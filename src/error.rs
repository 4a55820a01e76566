//! Error types for limit checkers.
//!
//! A denied permit is not an error: checkers return `Ok(false)` for that. Errors are
//! reserved for misconfiguration ([`LimitError`]) and for failing to reach a decision
//! at all ([`CheckError`]).
use crate::Limit;
use std::time::Duration;

/// Boxed store failure carried inside [`CheckError::Store`].
pub type BoxError = Box<dyn std::error::Error + Send + Sync + 'static>;

/// Construction-time configuration errors. These never reach the concurrency logic.
#[derive(Debug, thiserror::Error)]
pub enum LimitError {
    /// Ceiling below the unlimited sentinel (-1).
    #[error("invalid limit {max_value}: must be >= -1")]
    InvalidLimit { max_value: i64 },
    /// Persistent checkers need a non-empty counter key.
    #[error("counter key must not be empty")]
    EmptyKey,
    /// No limit is configured for the requested action.
    #[error("no limit configured for action '{action}'")]
    UnknownAction { action: String },
    /// The limits document could not be parsed.
    #[error("invalid limits config: {0}")]
    Config(#[from] serde_json::Error),
}

/// Failure to decide whether a permit is available.
#[derive(Debug, thiserror::Error)]
pub enum CheckError {
    /// The counter store failed (network, timeout, unavailability).
    #[error("counter store failed for key '{key}': {source}")]
    Store {
        key: String,
        #[source]
        source: BoxError,
    },
    /// The caller's deadline passed before the retry loop settled.
    #[error("limit check for key '{key}' timed out after {elapsed:?}")]
    Timeout { key: String, elapsed: Duration },
    /// Every attempt lost the optimistic race.
    #[error("limit check for key '{key}' gave up after {attempts} conflicting attempts")]
    Contention { key: String, attempts: usize },
}

impl CheckError {
    pub(crate) fn store<E>(key: &str, source: E) -> Self
    where
        E: std::error::Error + Send + Sync + 'static,
    {
        CheckError::Store { key: key.to_string(), source: Box::new(source) }
    }

    /// Counter key the failed check was running against.
    pub fn key(&self) -> &str {
        match self {
            Self::Store { key, .. } | Self::Timeout { key, .. } | Self::Contention { key, .. } => {
                key
            }
        }
    }

    pub fn is_store(&self) -> bool {
        matches!(self, Self::Store { .. })
    }

    pub fn is_timeout(&self) -> bool {
        matches!(self, Self::Timeout { .. })
    }

    pub fn is_contention(&self) -> bool {
        matches!(self, Self::Contention { .. })
    }
}

/// Outcome of running gated work through a checker.
#[derive(Debug, thiserror::Error)]
pub enum EnforcementError<E> {
    /// No permit was available; the work did not run.
    #[error("usage limit of {limit} reached")]
    LimitExceeded { limit: Limit },
    /// The checker could not decide.
    #[error(transparent)]
    Check(#[from] CheckError),
    /// The gated work ran and failed.
    #[error("{0}")]
    Inner(E),
}

impl<E> EnforcementError<E> {
    pub fn is_limit_exceeded(&self) -> bool {
        matches!(self, Self::LimitExceeded { .. })
    }

    pub fn is_check(&self) -> bool {
        matches!(self, Self::Check(_))
    }

    /// Get the inner error if this is an Inner variant
    pub fn into_inner(self) -> Option<E> {
        match self {
            Self::Inner(e) => Some(e),
            _ => None,
        }
    }

    pub fn as_inner(&self) -> Option<&E> {
        match self {
            Self::Inner(e) => Some(e),
            _ => None,
        }
    }
}
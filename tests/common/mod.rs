#![allow(dead_code)]

pub mod test_helpers;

++++++++++

### What is expected
Word for word, write out the data.

### Solution to this task
filename src/error.rs
repository 4a55820a01e76566
//! Error types for limit checkers.
//!
//! A denied permit is not an error: checkers return `Ok(false)` for that. Errors are
//! reserved for misconfiguration ([`LimitError`]) and for failing to reach a decision
//! at all ([`CheckError`]).
use crate::Limit;
use std::time::Duration;

/// Boxed store failure carried inside [`CheckError::Store`].
pub type BoxError = Box<dyn std::error::Error + Send + Sync + 'static>;

/// Construction-time configuration errors. These never reach the concurrency logic.
#[derive(Debug, thiserror::Error)]
pub enum LimitError {
    /// Ceiling below the unlimited sentinel (-1).
    #[error("invalid limit {max_value}: must be >= -1")]
    InvalidLimit { max_value: i64 },
    /// Persistent checkers need a non-empty counter key.
    #[error("counter key must not be empty")]
    EmptyKey,
    /// No limit is configured for the requested action.
    #[error("no limit configured for action '{action}'")]
    UnknownAction { action: String },
    /// The limits document could not be parsed.
    #[error("invalid limits config: {0}")]
    Config(#[from] serde_json::Error),
}

/// Failure to decide whether a permit is available.
#[derive(Debug, thiserror::Error)]
pub enum CheckError {
    /// The counter store failed (network, timeout, unavailability).
    #[error("counter store failed for key '{key}': {source}")]
    Store {
        key: String,
        #[source]
        source: BoxError,
    },
    /// The caller's deadline passed before the retry loop settled.
    #[error("limit check for key '{key}' timed out after {elapsed:?}")]
    Timeout { key: String, elapsed: Duration },
    /// Every attempt lost the optimistic race.
    #[error("limit check for key '{key}' gave up after {attempts} conflicting attempts")]
    Contention { key: String, attempts: usize },
}

impl CheckError {
    pub(crate) fn store<E>(key: &str, source: E) -> Self
    where
        E: std::error::Error + Send + Sync + 'static,
    {
        CheckError::Store { key: key.to_string(), source: Box::new(source) }
    }

    /// Counter key the failed check was running against.
    pub fn key(&self) -> &str {
        match self {
            Self::Store { key, .. } | Self::Timeout { key, .. } | Self::Contention { key, .. } => {
                key
            }
        }
    }

    pub fn is_store(&self) -> bool {
        matches!(self, Self::Store { .. })
    }

    pub fn is_timeout(&self) -> bool {
        matches!(self, Self::Timeout { .. })
    }

    pub fn is_contention(&self) -> bool {
        matches!(self, Self::Contention { .. })
    }
}

/// Outcome of running gated work through a checker.
#[derive(Debug, thiserror::Error)]
pub enum EnforcementError<E> {
    /// No permit was available; the work did not run.
    #[error("usage limit of {limit} reached")]
    LimitExceeded { limit: Limit },
    /// The checker could not decide.
    #[error(transparent)]
    Check(#[from] CheckError),
    /// The gated work ran and failed.
    #[error("{0}")]
    Inner(E),
}

impl<E> EnforcementError<E> {
    pub fn is_limit_exceeded(&self) -> bool {
        matches!(self, Self::LimitExceeded { .. })
    }

    pub fn is_check(&self) -> bool {
        matches!(self, Self::Check(_))
    }

    /// Get the inner error if this is an Inner variant
    pub fn into_inner(self) -> Option<E> {
        match self {
            Self::Inner(e) => Some(e),
            _ => None,
        }
    }

    pub fn as_inner(&self) -> Option<&E> {
        match self {
            Self::Inner(e) => Some(e),
            _ => None,
        }
    }
}
filename tests/common/mod.rs
#![allow(dead_code)]

pub mod test_helpers;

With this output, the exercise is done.